In Data Explorer I used the following (in advanced mode).
builtin:billing.ddu.metrics.byMetric:filter(and(or(eq("Metric Key","builtin:cloud.aws.dynamo.capacityUnits.consumed.write"),eq("Metric Key","builtin:cloud.aws.dynamo.capacityUnits.consumed.read"),eq("Metric Key","builtin:cloud.aws.dynamo.capacityUnits.write"),eq("Metric Key","builtin:cloud.aws.dynamo.capacityUnits.read"),eq("Metric Key","builtin:cloud.aws.dynamo.capacityUnits.provisioned.write"),eq("Metric Key","builtin:cloud.aws.dynamo.tables"),eq("Metric Key","builtin:cloud.aws.dynamo.capacityUnits.provisioned.read")))):splitBy("Metric Key"):sort(value(auto,descending)):limit(20)

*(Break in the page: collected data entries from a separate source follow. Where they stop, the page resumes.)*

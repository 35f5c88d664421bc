//! Launch arguments in the `name:=value` form used by ROS launch.

use crate::{CoreError, CoreResult};
use std::collections::BTreeMap;

/// A launch argument a scenario declares before it can be launched.
#[derive(Debug, Clone, PartialEq, Eq)]
pub struct DeclaredArgument {
    pub name: String,
    pub default: Option<String>,
    pub description: String,
}

impl DeclaredArgument {
    /// Declare an argument with no default; omitting it is a configuration error.
    pub fn required(name: &str, description: &str) -> Self {
        Self {
            name: name.to_string(),
            default: None,
            description: description.to_string(),
        }
    }

    pub fn with_default(name: &str, default: &str, description: &str) -> Self {
        Self {
            name: name.to_string(),
            default: Some(default.to_string()),
            description: description.to_string(),
        }
    }
}

/// Values supplied by the caller for declared launch arguments.
#[derive(Debug, Clone, Default, PartialEq, Eq)]
pub struct LaunchArguments {
    values: BTreeMap<String, String>,
}

impl LaunchArguments {
    pub fn new() -> Self {
        Self::default()
    }

    /// Parse `name:=value` pairs. Later occurrences win.
    pub fn parse<I, S>(raw: I) -> CoreResult<Self>
    where
        I: IntoIterator<Item = S>,
        S: AsRef<str>,
    {
        let mut values = BTreeMap::new();
        for item in raw {
            let item = item.as_ref();
            let (name, value) = item
                .split_once(":=")
                .ok_or_else(|| CoreError::InvalidLaunchArgument(item.to_string()))?;
            let name = name.trim();
            if name.is_empty() {
                return Err(CoreError::InvalidLaunchArgument(item.to_string()));
            }
            values.insert(name.to_string(), value.to_string());
        }
        Ok(Self { values })
    }

    /// Set (or replace) a value.
    pub fn set(&mut self, name: &str, value: impl Into<String>) {
        self.values.insert(name.to_string(), value.into());
    }

    pub fn get(&self, name: &str) -> Option<&str> {
        self.values.get(name).map(String::as_str)
    }

    /// Resolve every declared argument, applying defaults.
    ///
    /// Fails on the first declared argument that has neither a value nor a default.
    pub fn resolve(&self, declared: &[DeclaredArgument]) -> CoreResult<BTreeMap<String, String>> {
        let mut resolved = BTreeMap::new();
        for argument in declared {
            let value = self
                .values
                .get(&argument.name)
                .cloned()
                .or_else(|| argument.default.clone())
                .ok_or_else(|| CoreError::MissingLaunchArgument(argument.name.clone()))?;
            resolved.insert(argument.name.clone(), value);
        }
        Ok(resolved)
    }
}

The result is shown as attached. As you can see dynamo.tables shows 0.002 for a 10 minutes window. Does it mean the data point was checked only twice in 10 minutes? I thought it would check every minute. Should't each metric key have the same value? Note we hardly have custom built dashboards, queries yet.
AWS metrics are extracted by using a service - Amazon DynamoDB (built-in) without an ActiveGate instance. We use a SaaS solution.
25 Oct 2023 09:36 AM
I think the key here to understanding your data is your aggregation. In the attached image, are you using the default, avg or last aggregation? Because those aggregations would show the value only for one minute, which would make more sense. What you probably need to do is a sum aggregation, which gives you the total consumption for the time period you're looking at.
The metrics might also have a different consumption based on the dimensions that come with them. For example, the one with the lowest consumption has the AWS credentials and availability zones dimensions, meanwhile the others have the DynamoDB table as dimension. The more different tuples you find in the dimensions of a metric, the more it will cost.
26 Oct 2023 02:24 AM
@victor_balbuena, thank you for your reply.
I changed the query to specify to use SUM explicitly, but the results were the same. These metrics are retrieved from AWS Cloudwatch.
I figured out that there were six tables and each one had one data point for capacityUnits.write/read and capacityUnits.consumed.write/read, which generated 0.001 DDU x 6 tables x 10 minutes = 0.06.
Also, capacityUnits.provisioned.write/read actually occurred only twice for each data point, which generated 0.001 DDU x 6 tables x 2 times = 0.012.
The only thing I cannot explain is the last one for tables. According to the documentation the metric counts the number of tables for AvailabilityZone. Because the value is 0.002 DDU I wonder if the data point was ingested only twice in the 10 minutes window.
26 Oct 2023 05:03 AM
It looks like the table count occurs every 5 minutes as shown in the AWS environment dashboard, which matches with the above 0.002 DDU.